One of the questions — well really, one of the responses — caught my eye.
For ease of reading, I’ve posted the entire question and the responses below.
4) ATTN Donors: Do you prefer to give $$$ to your favorite organizations via: [http://twtpoll.com/f3em80]:
71% The organization’s website
13% Check/snail mail
11% An online giving portfolio service (like Change.org)
5% A social networking site (like Facebook)
What grabbed me was that 71%.
Not just a majority, but a whopping majority, responded that they prefer to give online, through the Website.
Now of course, this is just a quick survey on Twitter. I don’t know how many respondents weighed in.
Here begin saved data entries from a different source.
//! RAGFlow MCP Server
//!
//! Exposes a RAGFlow knowledge base to AI agents via the MCP protocol.
//!
//! ## Tools
//!
//! - `ragflow_upload_file` - Upload a local document and start embedding
//! - `ragflow_update_file` - Replace a stored document's content and re-embed
//! - `ragflow_search` - Semantic search over a dataset
//! - `ragflow_list_files` - List documents stored in a dataset
//! - `ragflow_delete_file` - Delete a document (requires confirmation)
//! - `ragflow_get_datasets` - List available datasets
//!
//! ## Usage
//!
//! Add to your MCP client configuration:
//! ```json
//! {
//!   "mcpServers": {
//!     "ragflow": {
//!       "command": "ragflow-mcp",
//!       "env": {
//!         "RAGFLOW_BASE_URL": "http://localhost:9380",
//!         "RAGFLOW_API_KEY": "..."
//!       }
//!     }
//!   }
//! }
//! ```

use anyhow::Result;
use ragflow_client::RagflowConfig;
use rmcp::transport::stdio;
use rmcp::ServiceExt;

mod errors;
mod render;
mod tools;

#[cfg(test)]
mod test_support;

use tools::RagflowService;

#[tokio::main]
async fn main() -> Result<()> {
    // Configure logging to stderr only (stdout is for MCP protocol)
    env_logger::Builder::from_env(env_logger::Env::default().default_filter_or("warn"))
        .target(env_logger::Target::Stderr)
        .init();

    log::info!("Starting RAGFlow MCP server");

    let config = RagflowConfig::from_env()?;

    // Create and start the MCP server
    let service = RagflowService::new(config);
    let server = service.serve(stdio()).await?;

    // Wait for shutdown
    server.waiting().await?;

    log::info!("RAGFlow MCP server stopped");
    Ok(())
}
And because it was a Twitter-based survey, I can – with reasonably accuracy — assume that the people who responded are comfortable using the Internet in general and online tools more specifically. (This demographic may not be the same demographic as those giving at benefit auctions.)
But upon seeing that 71% number, it did get me to thinking about its application to my niche.
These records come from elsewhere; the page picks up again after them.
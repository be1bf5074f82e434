//! Canonical result records returned by gateway operations.
//!
//! All records are immutable value types created fresh from a parsed HTTP
//! response; nothing here is cached or mutated after construction.

use chrono::{DateTime, Utc};
use serde::Serialize;

/// Terminal state of an upload or update operation.
#[derive(Debug, Clone, Copy, PartialEq, Eq, Serialize)]
#[serde(rename_all = "snake_case")]
pub enum OperationStatus {
    Success,
    Failed,
    Processing,
    Pending,
}

impl OperationStatus {
    pub fn as_str(&self) -> &'static str {
        match self {
            Self::Success => "success",
            Self::Failed => "failed",
            Self::Processing => "processing",
            Self::Pending => "pending",
        }
    }

    /// Lenient mapping from an upstream status string; unknown values are
    /// treated as success since the HTTP layer already rejected failures.
    pub fn from_upstream(raw: &str) -> Self {
        match raw {
            "failed" => Self::Failed,
            "processing" => Self::Processing,
            "pending" => Self::Pending,
            _ => Self::Success,
        }
    }
}

/// Processing state of a stored document, derived from the upstream `run`
/// field.
#[derive(Debug, Clone, Copy, PartialEq, Eq, Serialize)]
#[serde(rename_all = "snake_case")]
pub enum DocumentStatus {
    Uploaded,
    Processing,
    Completed,
    Failed,
    Deleted,
}

impl DocumentStatus {
    pub fn as_str(&self) -> &'static str {
        match self {
            Self::Uploaded => "uploaded",
            Self::Processing => "processing",
            Self::Completed => "completed",
            Self::Failed => "failed",
            Self::Deleted => "deleted",
        }
    }
}

/// Status reported by a point-in-time snapshot; `Unknown` rather than an
/// error when the file cannot be located, so polling loops never crash.
#[derive(Debug, Clone, Copy, PartialEq, Eq, Serialize)]
#[serde(rename_all = "snake_case")]
pub enum SnapshotStatus {
    Uploaded,
    Processing,
    Completed,
    Failed,
    Unknown,
}

impl From<DocumentStatus> for SnapshotStatus {
    fn from(status: DocumentStatus) -> Self {
        match status {
            DocumentStatus::Uploaded => Self::Uploaded,
            DocumentStatus::Processing => Self::Processing,
            DocumentStatus::Completed => Self::Completed,
            DocumentStatus::Failed => Self::Failed,
            // Listings never report deleted files; anything else is unknown.
            DocumentStatus::Deleted => Self::Unknown,
        }
    }
}

impl SnapshotStatus {
    pub fn as_str(&self) -> &'static str {
        match self {
            Self::Uploaded => "uploaded",
            Self::Processing => "processing",
            Self::Completed => "completed",
            Self::Failed => "failed",
            Self::Unknown => "unknown",
        }
    }
}

#[derive(Debug, Clone, Copy, PartialEq, Eq, Serialize)]
#[serde(rename_all = "snake_case")]
pub enum DeleteStatus {
    Success,
    Failed,
    NotFound,
}

impl DeleteStatus {
    pub fn as_str(&self) -> &'static str {
        match self {
            Self::Success => "success",
            Self::Failed => "failed",
            Self::NotFound => "not_found",
        }
    }
}

#[derive(Debug, Clone, Serialize)]
pub struct UploadOutcome {
    pub file_id: String,
    pub status: OperationStatus,
    pub message: String,
    pub chunk_count: Option<u64>,
}

/// Structurally identical to [`UploadOutcome`], but semantically distinct:
/// the update workflow is delete-then-reupload, so `file_id` is a *new*
/// upstream id that callers must treat as authoritative going forward.
#[derive(Debug, Clone, Serialize)]
pub struct UpdateOutcome {
    pub file_id: String,
    pub status: OperationStatus,
    pub message: String,
    pub chunk_count: Option<u64>,
}

#[derive(Debug, Clone, Serialize)]
pub struct SearchHit {
    pub content: String,
    /// Always within [0, 1]; out-of-range upstream values are clamped at
    /// normalization.
    pub score: f64,
    pub file_name: String,
    pub file_id: String,
    pub chunk_id: String,
}

#[derive(Debug, Clone, Serialize)]
pub struct SearchOutcome {
    /// Descending by score; ties keep upstream order.
    pub hits: Vec<SearchHit>,
    /// Count after local filtering, never the raw upstream count.
    pub total_count: usize,
    pub query_time_seconds: f64,
}

#[derive(Debug, Clone, Serialize)]
pub struct FileRecord {
    pub file_id: String,
    pub name: String,
    pub size_bytes: u64,
    pub created_at: DateTime<Utc>,
    pub status: DocumentStatus,
    pub chunk_count: Option<u64>,
}

#[derive(Debug, Clone, Serialize)]
pub struct FileListOutcome {
    /// Upstream order preserved.
    pub files: Vec<FileRecord>,
    pub total_count: u64,
}

#[derive(Debug, Clone, Serialize)]
pub struct DatasetRecord {
    pub dataset_id: String,
    pub name: String,
    pub description: Option<String>,
    pub file_count: u64,
    pub created_at: Option<DateTime<Utc>>,
}

#[derive(Debug, Clone, Serialize)]
pub struct DatasetListOutcome {
    pub datasets: Vec<DatasetRecord>,
    pub total_count: u64,
}

#[derive(Debug, Clone, Serialize)]
pub struct DeleteOutcome {
    pub file_id: String,
    pub status: DeleteStatus,
    pub message: String,
}

#[derive(Debug, Clone, Serialize)]
pub struct FileStatusSnapshot {
    pub file_id: String,
    pub status: SnapshotStatus,
    pub progress: Option<f64>,
    pub error_message: Option<String>,
    pub chunk_count: Option<u64>,
}

impl FileStatusSnapshot {
    /// Snapshot for a file that could not be located anywhere.
    pub fn unknown(file_id: impl Into<String>) -> Self {
        Self {
            file_id: file_id.into(),
            status: SnapshotStatus::Unknown,
            progress: None,
            error_message: None,
            chunk_count: None,
        }
    }
}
I’m wondering whether guests to our auctions would actually prefer registering for the event online at the organization’s website instead of mailing in their benefit auction invitation and check?
Certainly their are advantages to directing guests to an online registration process. I’m a fan of that.. You capture their card information, they spell their own name online so your volunteers aren’t misspelling any names as they input registration information into the database, etc.
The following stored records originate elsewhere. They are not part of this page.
//! Parameter validation engine.
//!
//! Pure checks applied before any network call. Each function takes the raw
//! value plus the parameter name (for error attribution) and returns the
//! coerced value or a `Validation` failure naming the field.

use std::path::{Component, Path, PathBuf};

use once_cell::sync::Lazy;
use regex::Regex;
use serde_json::Value;

use crate::error::{RagflowError, Result};

/// Upstream-defined document splitting strategies.
pub const CHUNK_METHODS: [&str; 12] = [
    "naive",
    "manual",
    "qa",
    "table",
    "paper",
    "book",
    "laws",
    "presentation",
    "picture",
    "one",
    "knowledge_graph",
    "email",
];

/// Extensions accepted for upload. Keeps executable content out of the
/// knowledge base even when the operator is trusted.
pub const ALLOWED_EXTENSIONS: [&str; 10] = [
    "txt", "pdf", "doc", "docx", "md", "html", "csv", "json", "xml", "rtf",
];

const MAX_QUERY_WORDS: usize = 50;

static INJECTION_PATTERNS: Lazy<Vec<Regex>> = Lazy::new(|| {
    vec![
        Regex::new(r"(?i)<script[^>]*>").unwrap(),
        Regex::new(r"(?i)javascript:").unwrap(),
        Regex::new(r"(?i)data:").unwrap(),
        Regex::new(r"(?i)vbscript:").unwrap(),
    ]
});

/// Validate a string argument: trimmed, length within `[min_len, max_len]`,
/// no control characters other than tab/newline/carriage-return.
pub fn string(value: &str, name: &str, min_len: usize, max_len: usize) -> Result<String> {
    let value = value.trim();
    if value.chars().count() < min_len {
        return Err(RagflowError::validation(
            format!("{name} must be at least {min_len} characters long"),
            name,
        ));
    }
    if value.chars().count() > max_len {
        return Err(RagflowError::validation(
            format!("{name} cannot exceed {max_len} characters"),
            name,
        ));
    }
    if value
        .chars()
        .any(|c| c.is_control() && !matches!(c, '\n' | '\t' | '\r'))
    {
        return Err(RagflowError::validation(
            format!("{name} contains invalid control characters"),
            name,
        ));
    }
    Ok(value.to_string())
}

/// Validate an integer argument. Accepts JSON integers, integer-valued
/// floats, and numeric strings; rejects everything else.
pub fn integer(value: &Value, name: &str, min: Option<i64>, max: Option<i64>) -> Result<i64> {
    let invalid = || RagflowError::validation(format!("{name} must be an integer"), name);

    let coerced = match value {
        Value::Number(n) => {
            if let Some(i) = n.as_i64() {
                i
            } else {
                let f = n.as_f64().ok_or_else(invalid)?;
                if f.fract() != 0.0 || !f.is_finite() {
                    return Err(invalid());
                }
                f as i64
            }
        }
        Value::String(s) => s.trim().parse::<i64>().map_err(|_| invalid())?,
        _ => return Err(invalid()),
    };

    if let Some(min) = min {
        if coerced < min {
            return Err(RagflowError::validation(
                format!("{name} must be at least {min}"),
                name,
            ));
        }
    }
    if let Some(max) = max {
        if coerced > max {
            return Err(RagflowError::validation(
                format!("{name} cannot exceed {max}"),
                name,
            ));
        }
    }
    Ok(coerced)
}

/// Validate a float argument. Accepts JSON numbers and numeric strings;
/// rejects NaN and infinities explicitly.
pub fn float(value: &Value, name: &str, min: Option<f64>, max: Option<f64>) -> Result<f64> {
    let invalid = || RagflowError::validation(format!("{name} must be a number"), name);

    let coerced = match value {
        Value::Number(n) => n.as_f64().ok_or_else(invalid)?,
        Value::String(s) => s.trim().parse::<f64>().map_err(|_| invalid())?,
        _ => return Err(invalid()),
    };

    if coerced.is_nan() {
        return Err(RagflowError::validation(
            format!("{name} cannot be NaN"),
            name,
        ));
    }
    if coerced.is_infinite() {
        return Err(RagflowError::validation(
            format!("{name} cannot be infinite"),
            name,
        ));
    }
    if let Some(min) = min {
        if coerced < min {
            return Err(RagflowError::validation(
                format!("{name} must be at least {min}"),
                name,
            ));
        }
    }
    if let Some(max) = max {
        if coerced > max {
            return Err(RagflowError::validation(
                format!("{name} cannot exceed {max}"),
                name,
            ));
        }
    }
    Ok(coerced)
}

/// Validate and normalize a local file path.
///
/// Rejects empty paths, embedded NUL bytes, and missing or disallowed
/// extensions.
/// Traversal patterns (`..`, leading separator) are logged for audit but not
/// rejected: the path comes from a trusted local operator.
pub fn file_path(raw: &str, name: &str) -> Result<PathBuf> {
    let raw = raw.trim();
    if raw.is_empty() {
        return Err(RagflowError::validation(
            format!("{name} cannot be empty"),
            name,
        ));
    }
    if raw.contains('\0') {
        return Err(RagflowError::validation(
            format!("{name} contains null bytes"),
            name,
        ));
    }

    let path = Path::new(raw);
    if path.components().any(|c| matches!(c, Component::ParentDir)) || path.is_absolute() {
        log::warn!("Absolute or parent directory path used: {raw}");
    }

    let extension = path
        .extension()
        .and_then(|ext| ext.to_str())
        .map(str::to_lowercase);
    match extension {
        Some(ext) if ALLOWED_EXTENSIONS.contains(&ext.as_str()) => {}
        Some(ext) => {
            return Err(RagflowError::validation(
                format!(
                    "Unsupported file type: .{ext}. Allowed: {}",
                    ALLOWED_EXTENSIONS.join(", ")
                ),
                name,
            ));
        }
        None => {
            return Err(RagflowError::validation(
                format!(
                    "Unsupported file type: no extension. Allowed: {}",
                    ALLOWED_EXTENSIONS.join(", ")
                ),
                name,
            ));
        }
    }

    std::path::absolute(path).map_err(|err| {
        RagflowError::validation(format!("Invalid file path format: {err}"), name)
    })
}

/// Validate the chunk method against the upstream's fixed strategy set,
/// normalizing to lowercase.
pub fn chunk_method(raw: &str) -> Result<String> {
    let normalized = raw.trim().to_lowercase();
    if !CHUNK_METHODS.contains(&normalized.as_str()) {
        let mut sorted = CHUNK_METHODS;
        sorted.sort_unstable();
        return Err(RagflowError::validation(
            format!("chunk_method must be one of: {}", sorted.join(", ")),
            "chunk_method",
        ));
    }
    Ok(normalized)
}

/// Validate a search query: standard string rules plus a scan for
/// script/markup injection patterns, since the query may be echoed into a
/// downstream rendering surface.
pub fn query(raw: &str, name: &str) -> Result<String> {
    let value = string(raw, name, 1, 1000)?;

    if value.split_whitespace().count() > MAX_QUERY_WORDS {
        return Err(RagflowError::validation(
            format!("Query is too long (max {MAX_QUERY_WORDS} words)"),
            name,
        ));
    }

    for pattern in INJECTION_PATTERNS.iter() {
        if pattern.is_match(&value) {
            log::warn!("Potentially suspicious query pattern detected: {pattern}");
            return Err(RagflowError::validation(
                "Query contains potentially unsafe content",
                name,
            ));
        }
    }
    Ok(value)
}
But I’m specifically wondering about eliminating the invitation and ONLY sending out an evite.
Generally I recommend that clients always have an online invitation available to complement their printed materials. The e-version is particularly useful for corporate clients. But thus far, I’ve still advocated that groups need a printed invitation. It’s my opinion that the formal printed invitation has not yet been made obsolete by the “evite.” Many guests still expect to receive their printed, attractive invitation in the mail, especially if the event demands a more expensive ticket price. (Even I prefer the printed version, and I’m a bit of a techy.)
But this quick poll on Twitter is an interesting data point.
Whether it’s the canary in the coal mine foreshadowing a certain death of traditional mail fundraising — or printed invitations — is yet to be seen.
But certainly as tech-savvy and tech-comfortable donors age, the electronic version of the benefit auction invitation will be used more often, thereby saving planners of auctions the costs of printing and mailing invitations.
Those tend to be two of the traditionally more expensive areas of an auction budget, so reducing those costs is a good combination, indeed.